Podmiot odrzuca lokalne mity, nie brnie w opowieści powielane w poezji – „nie wierzę już w tutejsze smoki / strzygi płanetniki duchy / już nie ranią”. Ale z kolei jest wyczulony na wszelkie (o)znaki (braku, śmierci),symbole, np. „puchacz niósł zło / dziś spokojnie leci w noc”.

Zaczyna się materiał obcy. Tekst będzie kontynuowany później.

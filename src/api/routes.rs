//! API route definitions

use super::handlers::{self, CatalogState};
use super::{auth_handlers, book_handlers, ws_handlers};
use crate::auth::require_auth;
use axum::{
    middleware::from_fn_with_state,
    routing::{get, post},
    Router,
};
use tower_http::cors::{Any, CorsLayer};
use tower_http::trace::TraceLayer;

/// Create the API router
pub fn create_router(state: CatalogState) -> Router {
    let cors = CorsLayer::new()
        .allow_origin(Any)
        .allow_methods(Any)
        .allow_headers(Any);

    // ========================================================================
    // Protected routes (JWT via Bearer header or `token` cookie)
    // ========================================================================
    let protected = Router::new()
        .route(
            "/api/books",
            get(book_handlers::list_books).post(book_handlers::create_book),
        )
        .route("/api/books/reset", post(book_handlers::reset_books))
        .route("/api/books/stats", get(book_handlers::book_stats))
        .route(
            "/api/books/{id}",
            get(book_handlers::get_book)
                .put(book_handlers::update_book)
                .delete(book_handlers::delete_book),
        )
        .route("/api/events", post(book_handlers::emit_event))
        .route_layer(from_fn_with_state(state.clone(), require_auth));

    // ========================================================================
    // Public routes
    // ========================================================================
    let public = Router::new()
        .route("/health", get(handlers::health))
        .route("/api/auth/login", post(auth_handlers::login))
        .route("/api/auth/logout", post(auth_handlers::logout))
        .route(ws_handlers::WS_EVENTS_PATH, get(ws_handlers::ws_events));

    public
        .merge(protected)
        .layer(TraceLayer::new_for_http())
        .layer(cors)
        .with_state(state)
}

Jest w tych wierszach swoista ambiwalencja. Są zachwyty podmiotu, jest próba odszukania spokoju (choć nie błogości),być może to swoista potrzeba dojrzenia odrobiny światła, pomiędzy mrokiem drzew, szczelinami gór. Ale jest też pogodzenie z tym, że tego spokoju nie można osiągnąć, gdy kroczy się przez glebę, którą „użyźniają nasze prochy”; puenta wiersza „***raniuszek” pokazuje to zjawisko najpełniej:
nirwano najpiękniejsze
są poranki zimowe
największe szczęście
nie istnieć.
To bowiem poezja kontrastu – ulotne, piękne, fascynujące istnieje obok nieżywego, zmurszałego, śmierdzącego, jak np. „motyle rusałki / żerują na padlinie byka”.
Ważne miejsce w tej poezji zajmuje przerzutnia, która dynamizuje liryczną opowieść i wprowadza wieloznaczność. Dzięki niej wiersz rozrasta się poza ramy słów, tworzy przestrzenie dla rozmaitych kombinacji, dla skojarzeń i fantazji czytelnika.

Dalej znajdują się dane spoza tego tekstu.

//! WebSocket notification client with bounded reconnection

use super::feed::{ClientNotification, NotificationFeed};
use crate::events::BookEvent;
use anyhow::{bail, Result};
use futures::{SinkExt, StreamExt};
use std::time::Duration;
use tokio_tungstenite::{connect_async, tungstenite::Message};
use tracing::{debug, info, warn};

/// How often and how fast to retry a failed connection.
///
/// `max_attempts` counts consecutive failures; a successful connection resets it.
#[derive(Debug, Clone, Copy, PartialEq, Eq)]
pub struct ReconnectPolicy {
    pub max_attempts: u32,
    pub delay: Duration,
}

impl Default for ReconnectPolicy {
    fn default() -> Self {
        Self {
            max_attempts: 5,
            delay: Duration::from_millis(1000),
        }
    }
}

/// Subscribes to `/ws/events` and turns every event into a `ClientNotification`.
#[derive(Debug, Clone)]
pub struct NotificationClient {
    url: String,
    policy: ReconnectPolicy,
}

impl NotificationClient {
    pub fn new(url: impl Into<String>) -> Self {
        Self {
            url: url.into(),
            policy: ReconnectPolicy::default(),
        }
    }

    pub fn with_policy(mut self, policy: ReconnectPolicy) -> Self {
        self.policy = policy;
        self
    }

    pub fn url(&self) -> &str {
        &self.url
    }

    /// Receive events until the reconnect policy gives up.
    ///
    /// Each event is prepended to `feed` and then handed to `on_notification`.
    /// Only returns with an error: after `max_attempts` consecutive failed
    /// connection attempts. Drop the future to stop earlier.
    pub async fn run<F>(&self, feed: &mut NotificationFeed, mut on_notification: F) -> Result<()>
    where
        F: FnMut(&ClientNotification),
    {
        let mut failures: u32 = 0;

        loop {
            feed.on_connecting();
            debug!(url = %self.url, attempt = failures + 1, "Connecting");

            let stream = match connect_async(self.url.as_str()).await {
                Ok((stream, _response)) => stream,
                Err(e) => {
                    feed.on_disconnected();
                    failures += 1;
                    warn!(
                        url = %self.url,
                        attempt = failures,
                        max_attempts = self.policy.max_attempts,
                        "Connection failed: {}",
                        e
                    );
                    if failures >= self.policy.max_attempts {
                        bail!(
                            "Giving up on {} after {} failed attempts: {}",
                            self.url,
                            failures,
                            e
                        );
                    }
                    tokio::time::sleep(self.policy.delay).await;
                    continue;
                }
            };

            failures = 0;
            feed.on_connected();
            info!(url = %self.url, "Connected to notification stream");

            let (mut write, mut read) = stream.split();
            while let Some(msg) = read.next().await {
                match msg {
                    Ok(Message::Text(text)) => {
                        match serde_json::from_str::<BookEvent>(text.as_str()) {
                            Ok(event) => on_notification(feed.receive(&event)),
                            Err(e) => warn!("Ignoring malformed event: {}", e),
                        }
                    }
                    Ok(Message::Ping(data)) => {
                        if let Err(e) = write.send(Message::Pong(data)).await {
                            warn!("Failed to answer ping: {}", e);
                            break;
                        }
                    }
                    Ok(Message::Close(_)) => {
                        debug!("Server closed the connection");
                        break;
                    }
                    Ok(_) => {}
                    Err(e) => {
                        warn!("Notification stream error: {}", e);
                        break;
                    }
                }
            }

            feed.on_disconnected();
            info!(url = %self.url, "Disconnected, retrying in {:?}", self.policy.delay);
            tokio::time::sleep(self.policy.delay).await;
        }
    }
}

Druga część, „W.”, to zbiór krótkiej prozy poetyckiej. Tu od razu czuć ducha Witkacego – w słowach, kompozycji, treści, atmosferze. Nie brakuje sznytu filozoficznego, ale i rubasznego. Tu odbija się Zakopane, co się zowie! Tak się bawią artyści! Wieczne nienasycenie.
Zasiadamy więc w ławie i obserwujemy ten „komiczny spektakl” karczmiany. Polityczne dysputy przeplatają się z niewyszukanymi żartami, przewijają się sylwetki kobiece, wszystko sowicie podlewane. A Witkacy jest jednocześnie w centrum i zupełnie poza czasem. Bliski i odległy. Najmocniej osadzony wewnątrz siebie, choć i ze sobą jakby konkurujący.
Znakomite są te prozy! Nie wiem co jest wyłącznie kreacją autora, co anegdotkami, a gdzie wplecione są cytaty (z tekstów artystycznych, ale i listów, szkiców, zapisków) – wszystko tak idealnie skrojone na miarę. Tak, że wcale nie ma się ochoty tropić motywów, ale po prostu – zanurzyć się w opowieści, przycupnąć gdzieś z boku i chłonąć te zakopiańskie rozmowy, czuć klimat bohemy, przyglądać się postaciom znanym z historii (literatury). A przede wszystkim być TAM, gdzie „spotykają się święci i szaleńcy”, gdzie „nie ma granic między snem a jawą”.
No, ale przede wszystkim to proza dobrze napisana. Świetnie się Kamiński bawi językiem, brzmieniami, ry(t)mem! Wyczuwamy jego frajdę, ale i sami czerpiemy mnóstwo przyjemności!
Książkę zamyka „Zych” – część, w której spotkamy Żeromskiego. Kamiński powraca do formy poetyckiej, ale od razu rzuca się w oczy bardziej klasyczny zapis, tu wiersz jest bryłą, scalającą rozmaite frazy, myśli i wrażenia.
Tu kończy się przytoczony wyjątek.